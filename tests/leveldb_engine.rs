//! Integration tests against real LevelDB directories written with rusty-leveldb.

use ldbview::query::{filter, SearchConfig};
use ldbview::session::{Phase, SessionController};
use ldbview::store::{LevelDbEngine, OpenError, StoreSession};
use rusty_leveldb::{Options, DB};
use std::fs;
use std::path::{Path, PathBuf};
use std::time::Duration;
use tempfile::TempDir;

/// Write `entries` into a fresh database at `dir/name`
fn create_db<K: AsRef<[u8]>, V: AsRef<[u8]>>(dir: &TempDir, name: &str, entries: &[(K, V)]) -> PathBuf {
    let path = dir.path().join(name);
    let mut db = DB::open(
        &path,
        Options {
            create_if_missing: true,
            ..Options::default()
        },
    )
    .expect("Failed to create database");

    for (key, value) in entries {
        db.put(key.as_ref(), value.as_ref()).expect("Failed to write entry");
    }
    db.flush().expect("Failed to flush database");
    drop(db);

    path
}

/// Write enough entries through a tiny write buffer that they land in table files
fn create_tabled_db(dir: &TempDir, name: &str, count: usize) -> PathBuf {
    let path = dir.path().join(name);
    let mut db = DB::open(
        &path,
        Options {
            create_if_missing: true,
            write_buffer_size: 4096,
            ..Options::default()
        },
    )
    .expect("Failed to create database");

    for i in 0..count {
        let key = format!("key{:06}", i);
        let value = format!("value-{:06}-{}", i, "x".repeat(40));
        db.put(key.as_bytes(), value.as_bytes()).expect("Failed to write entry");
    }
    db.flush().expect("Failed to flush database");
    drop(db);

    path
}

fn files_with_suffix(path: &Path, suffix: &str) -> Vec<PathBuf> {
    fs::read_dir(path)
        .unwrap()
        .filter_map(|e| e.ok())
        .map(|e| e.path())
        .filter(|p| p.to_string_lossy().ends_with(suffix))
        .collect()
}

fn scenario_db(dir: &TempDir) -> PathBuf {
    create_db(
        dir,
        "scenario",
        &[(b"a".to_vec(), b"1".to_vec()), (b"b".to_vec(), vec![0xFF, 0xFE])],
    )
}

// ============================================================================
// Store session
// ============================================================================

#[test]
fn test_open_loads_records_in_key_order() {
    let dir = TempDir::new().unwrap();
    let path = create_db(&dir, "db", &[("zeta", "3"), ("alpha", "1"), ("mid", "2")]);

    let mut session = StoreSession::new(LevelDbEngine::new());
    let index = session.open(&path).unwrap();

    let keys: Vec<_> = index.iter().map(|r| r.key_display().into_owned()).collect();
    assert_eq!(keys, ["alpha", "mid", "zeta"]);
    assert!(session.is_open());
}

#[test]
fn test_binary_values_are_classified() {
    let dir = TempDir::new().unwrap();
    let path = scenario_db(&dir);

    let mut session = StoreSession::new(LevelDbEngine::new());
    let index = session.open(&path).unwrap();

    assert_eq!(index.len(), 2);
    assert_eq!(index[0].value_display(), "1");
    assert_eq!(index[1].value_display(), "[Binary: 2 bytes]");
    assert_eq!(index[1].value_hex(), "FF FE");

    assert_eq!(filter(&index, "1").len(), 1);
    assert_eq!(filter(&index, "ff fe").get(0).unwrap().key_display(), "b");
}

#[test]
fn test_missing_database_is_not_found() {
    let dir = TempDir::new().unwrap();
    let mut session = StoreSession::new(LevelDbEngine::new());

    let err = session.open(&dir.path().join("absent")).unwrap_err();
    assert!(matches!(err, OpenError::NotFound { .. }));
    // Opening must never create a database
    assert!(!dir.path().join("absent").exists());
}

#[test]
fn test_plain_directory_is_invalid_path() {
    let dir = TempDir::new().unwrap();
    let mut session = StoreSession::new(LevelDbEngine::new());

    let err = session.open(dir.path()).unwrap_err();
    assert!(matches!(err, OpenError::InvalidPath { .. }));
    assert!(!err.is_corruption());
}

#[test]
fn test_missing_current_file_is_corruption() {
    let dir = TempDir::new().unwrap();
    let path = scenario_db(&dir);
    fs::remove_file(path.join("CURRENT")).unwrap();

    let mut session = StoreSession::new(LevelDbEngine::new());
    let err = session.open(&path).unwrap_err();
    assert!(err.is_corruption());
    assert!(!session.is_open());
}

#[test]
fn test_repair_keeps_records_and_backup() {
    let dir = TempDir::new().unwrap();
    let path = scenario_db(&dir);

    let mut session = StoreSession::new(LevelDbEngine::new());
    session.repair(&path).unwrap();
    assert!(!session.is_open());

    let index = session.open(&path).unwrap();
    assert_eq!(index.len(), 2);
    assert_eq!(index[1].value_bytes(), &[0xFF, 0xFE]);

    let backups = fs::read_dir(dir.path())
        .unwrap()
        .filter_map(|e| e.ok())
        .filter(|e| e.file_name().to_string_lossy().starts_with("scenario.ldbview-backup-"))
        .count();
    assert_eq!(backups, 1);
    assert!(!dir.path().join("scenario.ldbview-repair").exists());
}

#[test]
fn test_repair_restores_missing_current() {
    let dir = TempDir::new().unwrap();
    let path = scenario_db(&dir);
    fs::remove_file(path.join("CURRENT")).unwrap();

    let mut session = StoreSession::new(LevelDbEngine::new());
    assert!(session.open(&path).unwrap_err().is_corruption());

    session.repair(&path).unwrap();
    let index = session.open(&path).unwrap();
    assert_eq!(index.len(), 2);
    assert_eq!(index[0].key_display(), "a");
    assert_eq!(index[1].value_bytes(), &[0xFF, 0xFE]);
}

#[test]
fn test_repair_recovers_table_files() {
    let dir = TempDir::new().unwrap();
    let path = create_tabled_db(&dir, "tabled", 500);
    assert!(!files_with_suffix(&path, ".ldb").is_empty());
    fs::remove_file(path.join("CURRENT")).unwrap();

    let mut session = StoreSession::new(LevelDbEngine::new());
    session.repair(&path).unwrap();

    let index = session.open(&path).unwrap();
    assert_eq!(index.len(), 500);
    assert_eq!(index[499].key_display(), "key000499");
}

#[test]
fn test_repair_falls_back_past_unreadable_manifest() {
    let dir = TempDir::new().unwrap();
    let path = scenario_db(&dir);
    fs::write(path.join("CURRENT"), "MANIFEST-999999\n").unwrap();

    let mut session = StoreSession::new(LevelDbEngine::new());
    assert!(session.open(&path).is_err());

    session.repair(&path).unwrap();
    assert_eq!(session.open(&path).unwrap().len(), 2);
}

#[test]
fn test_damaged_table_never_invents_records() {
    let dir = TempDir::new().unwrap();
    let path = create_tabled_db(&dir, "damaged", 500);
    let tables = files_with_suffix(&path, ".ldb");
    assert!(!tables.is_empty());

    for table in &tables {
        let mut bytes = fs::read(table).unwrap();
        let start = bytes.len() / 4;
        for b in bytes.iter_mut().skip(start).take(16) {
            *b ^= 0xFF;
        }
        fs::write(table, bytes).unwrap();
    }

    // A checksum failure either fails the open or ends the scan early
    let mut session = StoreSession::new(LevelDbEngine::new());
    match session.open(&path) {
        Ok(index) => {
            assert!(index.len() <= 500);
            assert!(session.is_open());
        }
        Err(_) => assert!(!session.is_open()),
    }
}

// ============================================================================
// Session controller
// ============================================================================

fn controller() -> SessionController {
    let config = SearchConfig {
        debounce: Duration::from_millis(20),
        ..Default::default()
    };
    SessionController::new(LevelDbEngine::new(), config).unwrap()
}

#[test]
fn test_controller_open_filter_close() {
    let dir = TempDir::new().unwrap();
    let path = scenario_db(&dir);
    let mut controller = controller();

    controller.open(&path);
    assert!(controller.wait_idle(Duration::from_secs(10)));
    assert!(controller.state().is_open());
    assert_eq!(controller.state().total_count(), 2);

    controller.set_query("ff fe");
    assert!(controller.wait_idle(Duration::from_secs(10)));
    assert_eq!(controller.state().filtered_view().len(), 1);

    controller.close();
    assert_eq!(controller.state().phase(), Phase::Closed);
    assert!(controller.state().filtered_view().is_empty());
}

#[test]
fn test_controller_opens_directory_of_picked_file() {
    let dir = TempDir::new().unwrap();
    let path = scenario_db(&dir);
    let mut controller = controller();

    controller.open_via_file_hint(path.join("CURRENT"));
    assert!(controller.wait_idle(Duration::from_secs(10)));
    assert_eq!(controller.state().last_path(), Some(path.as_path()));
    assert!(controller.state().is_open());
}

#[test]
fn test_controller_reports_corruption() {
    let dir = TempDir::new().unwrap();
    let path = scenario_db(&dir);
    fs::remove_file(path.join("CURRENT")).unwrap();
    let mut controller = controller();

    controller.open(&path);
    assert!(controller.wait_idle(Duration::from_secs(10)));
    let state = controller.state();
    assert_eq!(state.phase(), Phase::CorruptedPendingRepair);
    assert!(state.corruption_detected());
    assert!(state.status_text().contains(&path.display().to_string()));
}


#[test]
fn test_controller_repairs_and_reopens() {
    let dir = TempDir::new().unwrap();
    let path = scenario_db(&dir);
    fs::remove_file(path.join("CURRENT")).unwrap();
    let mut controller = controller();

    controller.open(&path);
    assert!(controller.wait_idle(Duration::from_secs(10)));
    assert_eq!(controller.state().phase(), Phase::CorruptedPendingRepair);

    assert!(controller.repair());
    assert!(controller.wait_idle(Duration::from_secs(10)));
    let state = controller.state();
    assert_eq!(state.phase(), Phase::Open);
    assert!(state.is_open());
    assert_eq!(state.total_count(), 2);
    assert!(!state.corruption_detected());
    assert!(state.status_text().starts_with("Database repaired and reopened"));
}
§ §
Please report all lines in the entries where "OpenError" appears.

• WORKED SOLUTION
use ldbview::store::{LevelDbEngine, OpenError, StoreSession};
    assert!(matches!(err, OpenError::NotFound { .. }));
    assert!(matches!(err, OpenError::InvalidPath { .. }));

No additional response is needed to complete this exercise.